Astor Piazzolla

Piazzolla Ruta 100

Die vier Jahreszeiten für Violine, Cello und Klavier. Oscar Bohórquez (Violine), Claudio Bohórquez (Violoncello), Gustavo Beytelmann (Klavier)

Rubrik: CDs
Verlag/Label: Berlin Classics
erschienen in: das Orchester 06/2021 , Seite 74

In den Bor­dellen und Hafenkneipen der argen­tinis­chen Haupt­stadt Buenos Aires ent­stand vor etwa 150 Jahren die Tan­go­musik.

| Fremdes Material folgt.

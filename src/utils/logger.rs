use tracing_subscriber::{layer::SubscriberExt, util::SubscriberInitExt, EnvFilter};

pub fn init_cli_logger(verbose: bool, json: bool) {
    let filter = if verbose {
        EnvFilter::try_from_default_env()
            .unwrap_or_else(|_| EnvFilter::new("thanks_listener=debug,info"))
    } else {
        EnvFilter::try_from_default_env()
            .unwrap_or_else(|_| EnvFilter::new("thanks_listener=info,warn"))
    };

    let registry = tracing_subscriber::registry().with(filter);

    if json {
        // 給日誌收集系統用的 JSON 格式
        registry
            .with(
                tracing_subscriber::fmt::layer()
                    .with_target(false)
                    .with_thread_ids(false)
                    .json(),
            )
            .init();
    } else {
        registry
            .with(
                tracing_subscriber::fmt::layer()
                    .with_target(false)
                    .with_thread_ids(false)
                    .with_file(false)
                    .with_line_number(false)
                    .compact(),
            )
            .init();
    }
}
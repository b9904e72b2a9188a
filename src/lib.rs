pub mod adapters;
pub mod config;
pub mod core;
pub mod domain;
pub mod utils;

pub use adapters::{MemorySeenStore, RedisSeenStore, TwitterStream};
pub use config::{CliConfig, Settings};
pub use core::{
    listener::{Listener, ListenerStats},
    tracker::{Handled, SeenTracker},
};
pub use domain::model::{Author, Credentials, Membership, Post, StreamMessage};
pub use utils::error::{AppError, Result};
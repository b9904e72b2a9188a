use thiserror::Error;

#[derive(Error, Debug)]
pub enum AppError {
    #[error("HTTP request failed: {0}")]
    ApiError(#[from] reqwest::Error),

    #[error("Redis operation failed: {0}")]
    StoreError(#[from] redis::RedisError),

    #[error("IO error: {0}")]
    IoError(#[from] std::io::Error),

    #[error("Stream endpoint returned HTTP {status}: {body}")]
    HttpStatusError { status: u16, body: String },

    #[error("Stream error: {message}")]
    StreamError { message: String },

    #[error("Request signing failed: {message}")]
    SignatureError { message: String },

    #[error("Missing required configuration: {field}")]
    MissingConfigError { field: String },

    #[error("Invalid value '{value}' for {field}: {reason}")]
    InvalidConfigValueError {
        field: String,
        value: String,
        reason: String,
    },

    #[error("Configuration error in {field}: {message}")]
    ConfigValidationError { field: String, message: String },
}

impl AppError {
    pub fn is_config_error(&self) -> bool {
        matches!(
            self,
            AppError::MissingConfigError { .. }
                | AppError::InvalidConfigValueError { .. }
                | AppError::ConfigValidationError { .. }
        )
    }

    pub fn recovery_suggestion(&self) -> String {
        match self {
            AppError::MissingConfigError { field } => format!(
                "Set {} via its command line flag, environment variable or the TOML config file",
                field
            ),
            AppError::InvalidConfigValueError { field, .. } => {
                format!("Check the value configured for {}", field)
            }
            AppError::ConfigValidationError { .. } => {
                "Make sure the config file exists and is valid TOML".to_string()
            }
            AppError::StoreError(_) => {
                "Check that Redis is running and the configured redis URL is reachable".to_string()
            }
            AppError::HttpStatusError { status: 401, .. } => {
                "Check the consumer key/secret and access token/secret".to_string()
            }
            AppError::HttpStatusError { status: 420 | 429, .. } => {
                "Too many connection attempts; the stream will back off before reconnecting"
                    .to_string()
            }
            AppError::ApiError(_) | AppError::HttpStatusError { .. } | AppError::StreamError { .. } => {
                "Check network connectivity to the stream endpoint".to_string()
            }
            AppError::SignatureError { .. } => "Check the configured credentials".to_string(),
            AppError::IoError(_) => {
                "Re-run with --verbose for more detail".to_string()
            }
        }
    }

    pub fn user_friendly_message(&self) -> String {
        match self {
            AppError::MissingConfigError { field } => format!("缺少必要設定: {}", field),
            AppError::InvalidConfigValueError { field, reason, .. } => {
                format!("設定值錯誤 {}: {}", field, reason)
            }
            AppError::ConfigValidationError { message, .. } => format!("設定檔錯誤: {}", message),
            other => other.to_string(),
        }
    }
}

pub type Result<T> = std::result::Result<T, AppError>;

#[cfg(test)]
mod tests {
    use super::*;

    #[test]
    fn test_config_errors_are_classified() {
        let missing = AppError::MissingConfigError {
            field: "consumer_key".to_string(),
        };
        assert!(missing.is_config_error());
        assert!(missing.recovery_suggestion().contains("consumer_key"));

        let status = AppError::HttpStatusError {
            status: 401,
            body: "Unauthorized".to_string(),
        };
        assert!(!status.is_config_error());
        assert!(status.recovery_suggestion().contains("consumer key"));
    }
}
// Domain layer: core models and ports (interfaces). No I/O here.

pub mod model;
pub mod ports;
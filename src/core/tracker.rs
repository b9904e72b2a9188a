use crate::core::{Membership, Post, SeenStore, StreamMessage};
use crate::utils::error::Result;

pub const FIRST_TIME_MESSAGE: &str = "This is a new user OR it is the debug user";
pub const REPEAT_MESSAGE: &str = "We have seen this user before";

/// What the tracker did with one stream message.
#[derive(Debug, Clone, PartialEq, Eq)]
pub enum Handled {
    Post(Membership),
    /// The store failed; the error was logged and no membership message was.
    StoreFailed,
    /// A non-post message, logged once.
    Notice(&'static str),
}

/// Records post authors in the seen-set and logs one line per outcome.
pub struct SeenTracker<S: SeenStore> {
    store: S,
    debug_user: Option<String>,
}

impl<S: SeenStore> SeenTracker<S> {
    pub fn new(store: S, debug_user: Option<String>) -> Self {
        Self {
            store,
            debug_user: debug_user.filter(|name| !name.is_empty()),
        }
    }

    pub fn store(&self) -> &S {
        &self.store
    }

    /// The debug account always takes the first-time branch.
    fn is_debug_user(&self, post: &Post) -> bool {
        self.debug_user
            .as_deref()
            .is_some_and(|name| name == post.author.screen_name)
    }

    /// Adds the author to the seen-set and decides which branch applies.
    pub async fn record(&self, post: &Post) -> Result<Membership> {
        let newly_added = self.store.add(&post.author.id).await?;
        let debug_user = self.is_debug_user(post);

        if newly_added || debug_user {
            Ok(Membership::FirstTime { debug_user })
        } else {
            Ok(Membership::Repeat)
        }
    }

    pub async fn handle(&self, message: &StreamMessage) -> Handled {
        match message {
            StreamMessage::Post(post) => self.handle_post(post).await,
            notice => {
                log_notice(notice);
                Handled::Notice(notice.kind())
            }
        }
    }

    async fn handle_post(&self, post: &Post) -> Handled {
        tracing::info!("{}", post.text);

        match self.record(post).await {
            Ok(membership) => {
                match membership {
                    Membership::FirstTime { .. } => tracing::info!(
                        author_id = %post.author.id,
                        screen_name = %post.author.screen_name,
                        "{}",
                        FIRST_TIME_MESSAGE
                    ),
                    Membership::Repeat => tracing::info!(
                        author_id = %post.author.id,
                        screen_name = %post.author.screen_name,
                        "{}",
                        REPEAT_MESSAGE
                    ),
                }
                Handled::Post(membership)
            }
            Err(e) => {
                tracing::error!(author_id = %post.author.id, "❌ {}", e);
                Handled::StoreFailed
            }
        }
    }
}

fn log_notice(message: &StreamMessage) {
    match message {
        StreamMessage::Connected => tracing::info!("✅ Connected to stream"),
        StreamMessage::Limit {
            track,
            timestamp_ms,
        } => tracing::warn!(
            "Limit notice: {} undelivered posts (timestamp_ms: {})",
            track,
            timestamp_ms.as_deref().unwrap_or("-")
        ),
        StreamMessage::Disconnect {
            code,
            stream_name,
            reason,
        } => tracing::warn!(
            "Disconnect notice: code {} on {}: {}",
            code,
            stream_name.as_deref().unwrap_or("stream"),
            reason
        ),
        StreamMessage::Warning { code, message } => {
            tracing::warn!("Stall warning {}: {}", code, message)
        }
        StreamMessage::Delete { status_id } => {
            tracing::debug!("Delete notice for status {}", status_id)
        }
        StreamMessage::Reconnect { delay, cause } => tracing::info!(
            cause = %cause,
            "Reconnecting in {}ms...",
            delay.as_millis()
        ),
        StreamMessage::Error(error) => tracing::error!("❌ {}", error),
        StreamMessage::Other(value) => tracing::debug!("Unhandled stream message: {}", value),
        StreamMessage::Post(_) => {}
    }
}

Astor Piaz­zol­la (1921–1992), geboren vor 100 Jahren, brachte sie endgültig in die klas­sis­chen Konz­ert­säle der Welt – als Tan­go Nue­vo, angere­ichert mit Ele­menten aus Klas­sik, Klezmer, Jazz und Rock.
In diesem Zusam­men­hang ste­ht diese neue CD. Zunächst kom­men vier Werke von Piaz­zol­la selb­st. Es geht gle­ich gut los mit dem vor gut 50 Jahren vol­len­de­ten und längst all­seits beliebten Zyk­lus Las Cua­tro Esta­ciones Porteñas (Die vier Jahreszeit­en von Buenos Aires) in ein­er eben­so gelun­genen wie geistvollen Bear­beitung für Klavier­trio von Piaz­zol­las langjährigem Arrangeur José Luis Bra­ga­to, welchem Piaz­zol­la der­maßen blind ver­traute, dass er in die für Bra­ga­to vorge­se­henen Noten jew­eils schrieb „wie immer“. Es fol­gen der für Mstis­law Ros­tropow­itsch kom­ponierte Le Grand Tan­go für Vio­lon­cel­lo (und nicht – wie das Bei­heft fälschlich behauptet – für Vio­line) und Klavier, die Milon­ga en re für Vio­line oder Cel­lo mit Klavier (hier wer­den die bei­den alter­na­tiv­en Solostim­men unisono aufge­führt) und La Muerte del Ángel in Bra­gatos Triofassung.
Danach schiebt sich der Argen­tinier Gus­ta­vo Beytel­mann in den Vorder­grund, Jahrgang 1945 und ab 1977 Pianist in Piaz­zol­las eige­nen Ensem­bles. Hier ist er mit drei stim­mungsvollen Stück­en vertreten. Sein Klavier­trio-Requiem Ofren­da – Hom­e­na­je à Astor Piaz­zol­la kom­ponierte Beytel­mann wenige Tage nach­dem er im Autora­dio vom Tod des Meis­ters erfahren hat­te. Seine Bal­a­da und der Tan­go für Vio­line und Klavier sind bei­de maßgeschnei­dert für das Duo mit Oscar Bohórquez. Den „Rauss­chmeißer“ bildet Car­a­van von der Jazz-Größe Duke Elling­ton (1899–1974), von Beytel­mann frei für Klavier­trio „piaz­zol­lisiert“.
Für dieses Pro­jekt ver­band sich Beytel­mann unter dem Namen Patag­o­nia Express Trio mit den gut drei Jahrzehnte jün­geren, in Karl­sruhe gebore­nen Brüdern Oscar (Vio­line) und Clau­dio Bohórquez (Cel­lo), deren Mut­ter aus dem (neben Argen­tinien) anderen Tan­goland Uruguay stammt. Da ist also viel Tan­go- und Piaz­zol­la-Kom­pe­tenz ver­sam­melt, und tat­säch­lich spielt das Trio stil­sich­er sowie mit sou­veränem Schwung.
Wie man es von Piaz­zol­las eige­nen Ein­spielun­gen ken­nt, sind die Akzente eher rou­tiniert und fast beiläu­fig geset­zt. Und wie man es lei­der von vie­len klas­sisch geschul­ten Inter­pre­ten ken­nt, wer­den viele langsame Pas­sagen bei Piaz­zol­la ger­adezu in Zeitlupe zerdehnt. In Le Grand Tan­go wird der ruhigere Mit­tel­teil impro­visatorisch in die Länge gezo­gen. Jeden­falls ist das Ganze ins­ge­samt schon jet­zt ein­er der wichtig­sten Beiträge zum Piazzolla-Zentenarium.